Imagina que conduces por una carretera de Eivissa. De pronto, observas una higuera a rebosar. Plantas el coche en mitad de la calzada, de cualquier manera, y te decides a disfrutar del ‘regalo’ que te ofrece la madre naturaleza y la labor del campesino. Cuando aún te estás relamiendo, aparece la Guardia Civil de tráfico. Te cierran el paso con su motocicleta, te piden los papeles y te anuncian una multa por estacionamiento indebido. No llevas la documentación encima, así que mientras el agente rellena el impreso, le dices que se haga un avioncito con tu copia de la denuncia o cualquier otra cosa que surja de su imaginación. Pones el motor en marcha, haces oídos sordos a las órdenes de alto, te llevas su moto por delante y sales de allí quemando neumáticos.

¿Qué crees que habría ocurrido? Persecución –corta, porque no eres Fitipaldi–, detención, esposas, calabozo y denuncia de cuidado. A medio plazo, abogados, fiscales, jueces… una tormenta legal de mil demonios. Por eso, aunque nos duela, los simples mortales recogemos el papelito y nos despedimos del señor agente con educación y docilidad.
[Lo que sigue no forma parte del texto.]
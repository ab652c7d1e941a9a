//! The transition function driving the client.
//!
//! [`update`] is pure: it consumes a message and the current state and hands
//! back the next state plus the effects a dispatcher must perform. Nothing in
//! here touches the network or the page.

use alloc::string::String;
use cluegrid_protocol::{Inbound, SyncMessage};
use smallvec::{SmallVec, smallvec};

use crate::*;

pub const DEFAULT_PUZZLE_URL: &str = "data/puzzle.json";

#[derive(Clone, Debug, PartialEq, Eq)]
pub struct Config {
    pub puzzle_url: String,
}

impl Default for Config {
    fn default() -> Self {
        Self {
            puzzle_url: DEFAULT_PUZZLE_URL.into(),
        }
    }
}

#[derive(Clone, Debug, PartialEq)]
pub enum Msg {
    FetchedData(core::result::Result<PuzzleState, LoadError>),
    /// Physical key identifier, e.g. `KeyA`.
    KeyPressed(String),
    CellClicked(Coord2),
    ClueClicked(ClueIndex),
    /// Edit made by a collaborator.
    CellUpdate(CellUpdateData),
    CloseModal,
    SetModalInfo,
    SolveActiveClue,
    CheckActiveClue,
    /// Socket payload with no dedicated message.
    HandleSocketMessage(serde_json::Value),
    OtherClueUpdated(Option<ClueIndex>),
    ScrollSettled,
    NoOp,
}

impl From<Inbound> for Msg {
    fn from(inbound: Inbound) -> Self {
        match inbound {
            Inbound::Sync(SyncMessage::CellUpdate(data)) => Msg::CellUpdate(data),
            Inbound::Sync(SyncMessage::ClueIndex(index)) => Msg::OtherClueUpdated(index),
            // Replays are served by the sync server.
            Inbound::Sync(SyncMessage::RequestAllCells) => Msg::NoOp,
            Inbound::Other(value) => Msg::HandleSocketMessage(value),
        }
    }
}

/// Work requested from the outside world.
#[derive(Clone, Debug, PartialEq)]
pub enum Effect {
    FetchPuzzle { url: String },
    RequestAllCells,
    /// Bring the clue with this index into view.
    ScrollToClue(ClueIndex),
    BroadcastClueIndex(Option<ClueIndex>),
    SendCellUpdate(CellUpdateData),
}

impl Effect {
    /// Message to put on the collaborator channel, if this effect is one.
    pub fn sync_message(&self) -> Option<SyncMessage> {
        match *self {
            Self::RequestAllCells => Some(SyncMessage::RequestAllCells),
            Self::BroadcastClueIndex(index) => Some(SyncMessage::ClueIndex(index)),
            Self::SendCellUpdate(data) => Some(SyncMessage::CellUpdate(data)),
            Self::FetchPuzzle { .. } | Self::ScrollToClue(_) => None,
        }
    }
}

pub type Effects = SmallVec<[Effect; 4]>;

/// Starting state: fetch the document and ask peers for their fills.
pub fn init(config: &Config) -> (AppState, Effects) {
    log::debug!("init: puzzle_url={}", config.puzzle_url);
    let effects = smallvec![
        Effect::FetchPuzzle {
            url: config.puzzle_url.clone(),
        },
        Effect::RequestAllCells,
    ];
    (AppState::Loading, effects)
}

pub fn update(msg: Msg, state: AppState) -> (AppState, Effects) {
    match state {
        AppState::Loading => match msg {
            Msg::FetchedData(Ok(puzzle)) => {
                log::debug!("puzzle loaded: {:?}", puzzle.size());
                (AppState::Loaded(puzzle), Effects::new())
            }
            Msg::FetchedData(Err(err)) => {
                log::warn!("puzzle failed to load: {}", err);
                (AppState::Failure, Effects::new())
            }
            msg => {
                log::trace!("loading, dropped {:?}", msg);
                (AppState::Loading, Effects::new())
            }
        },
        AppState::Loaded(mut puzzle) => {
            let effects = puzzle.handle(msg);
            (AppState::Loaded(puzzle), effects)
        }
        AppState::Failure => (AppState::Failure, Effects::new()),
    }
}

impl PuzzleState {
    /// Scroll to the active clue and tell peers which clue it is.
    fn scroll_effects(&self) -> Effects {
        smallvec![
            Effect::ScrollToClue(self.active_clue_index.unwrap_or(0)),
            Effect::BroadcastClueIndex(self.active_clue_index),
        ]
    }

    fn handle(&mut self, msg: Msg) -> Effects {
        log::trace!("handle {:?}", msg);
        match msg {
            Msg::KeyPressed(code) => self.handle_key(decode_key(&code)),
            Msg::CellClicked(coords) => {
                if !self.select_cell(coords).has_update() {
                    log::debug!("click on {:?} ignored", coords);
                }
                self.scroll_effects()
            }
            Msg::ClueClicked(index) => {
                if !self.set_active_clue(index).has_update() {
                    log::debug!("clue {} already active or unreachable", index);
                }
                self.scroll_effects()
            }
            Msg::CellUpdate(data) => {
                if !self.apply_cell_update(&data).has_update() {
                    log::trace!("cell update {:?} changed nothing", data);
                }
                Effects::new()
            }
            Msg::CloseModal => {
                self.set_modal(Modal::Empty);
                Effects::new()
            }
            Msg::SetModalInfo => {
                self.set_modal(Modal::Info);
                Effects::new()
            }
            Msg::SolveActiveClue => self
                .solve_active_clue()
                .into_iter()
                .map(Effect::SendCellUpdate)
                .collect(),
            Msg::CheckActiveClue => self
                .check_active_clue()
                .into_iter()
                .map(Effect::SendCellUpdate)
                .collect(),
            Msg::OtherClueUpdated(index) => {
                self.set_other_clue(index);
                Effects::new()
            }
            Msg::HandleSocketMessage(value) => {
                log::debug!("unhandled socket message: {}", value);
                Effects::new()
            }
            Msg::FetchedData(_) => {
                log::debug!("puzzle already loaded, ignoring fetch result");
                Effects::new()
            }
            Msg::ScrollSettled | Msg::NoOp => Effects::new(),
        }
    }

    fn handle_key(&mut self, input: KeyInput) -> Effects {
        log::trace!("key {:?}", input);
        match input {
            KeyInput::Control(ControlKey::Escape) => {
                self.set_modal(Modal::Empty);
                return Effects::new();
            }
            KeyInput::Letter(letter) => return self.edit_effects(Some(letter)),
            KeyInput::Control(ControlKey::Backspace) => return self.edit_effects(None),
            KeyInput::Control(ControlKey::Enter) => {
                self.toggle_active_clue();
            }
            KeyInput::Control(ControlKey::Tab) => {
                self.select_next_clue();
            }
            KeyInput::Control(ControlKey::ShiftTab) => {
                self.select_previous_clue();
            }
            KeyInput::Arrow(arrow) => {
                let outcome = match arrow {
                    ArrowKey::Up => self.move_up(),
                    ArrowKey::Down => self.move_down(),
                    ArrowKey::Left => self.move_left(),
                    ArrowKey::Right => self.move_right(),
                };
                if !outcome.has_update() {
                    log::trace!("{:?} from {:?} stays put", arrow, self.active_cell);
                }
            }
            KeyInput::Unsupported => {}
        }
        self.scroll_effects()
    }

    fn edit_effects(&mut self, letter: Option<char>) -> Effects {
        let mut effects = Effects::new();
        match self.change_active_entry(letter) {
            Some(edit) => effects.push(Effect::SendCellUpdate(edit)),
            None => log::debug!("edit {:?} without active cell", letter),
        }
        effects.extend(self.scroll_effects());
        effects
    }
}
Sin embargo, si un político con poder, ante la misma situación, despliega su chulería frente a un montón de testigos, en una de las calles principales de Madrid, guante de seda. Jueces andando de puntillas para no pisar callos ajenos y políticos silentes ante la injusticia. Esos mismos que ahora nos piden el voto.

Luego contemplamos, atónitos, cómo asesinan a tiros a una poderosa política leonesa en plena calle. Con las primeras reacciones, resulta paradójico escuchar a sus compañeros subrayar el fuerte carácter de la fallecida, en lugar de referirse a su excepcional calidad humana, que es lo habitual en las defunciones. Seguidamente, sucesión de dimisiones en el partido contrario por declarar, ante la tragedia, que “quien siembra vientos recoge tempestades”. Eso sí, nadie acaba esposado como ese adolescente mental, que dice cosas peores en Twitter, con un lenguaje desprovisto de metáforas y el grado de inmadurez propio de su edad. Y entre medias, unos y otros reclamándonos el voto.

Llega el momento del gran debate y la fanfarria europea, con sus leyes, parlamentos y eurodiputados invisibles a razón de 8.000 euros al mes, y todo queda reducido al chascarrillo machista de un candidato incontinente, incapaz de evitar la tentación de retratarse a sí mismo. Ese mismo líder que afirma que nada podrá hacer desde su púlpito continental para ayudarnos a los pitiusos a olvidar las pesadillas petroleras.

Unas elecciones que concurren en un año insólito, en que toda Eivissa se ha unido para defender nuestra costa y nuestra economía. La misma pequeña sociedad que ahora contempla esta orgía de promesas que emanan de unas sedes nacionales, situadas a miles de kilómetros, donde la cuestión petrolera no importa un pimiento. Muy al contrario, unos ponen obstáculos y los otros callan ante la vergüenza de haber originado el problema. Y, al mismo tiempo, el tercer partido en discordia, el que estaba destinado a recoger el guante del hastío general, va y le tiende la mano al diablo de las prospecciones.

Quedan más opciones, pero abundan las excentricidades, las corrientes minoritarias y la rebeldía inocente, que pretende jugar a la política renegando de ella. En estas elecciones, por mucho que sintamos la necesidad de poner en valor nuestro voto, nos han abocado a la desilusión. Aún así, hay que vencer el desánimo e ir a votar. Es el único instrumento que tenemos para que se escuche nuestra voz.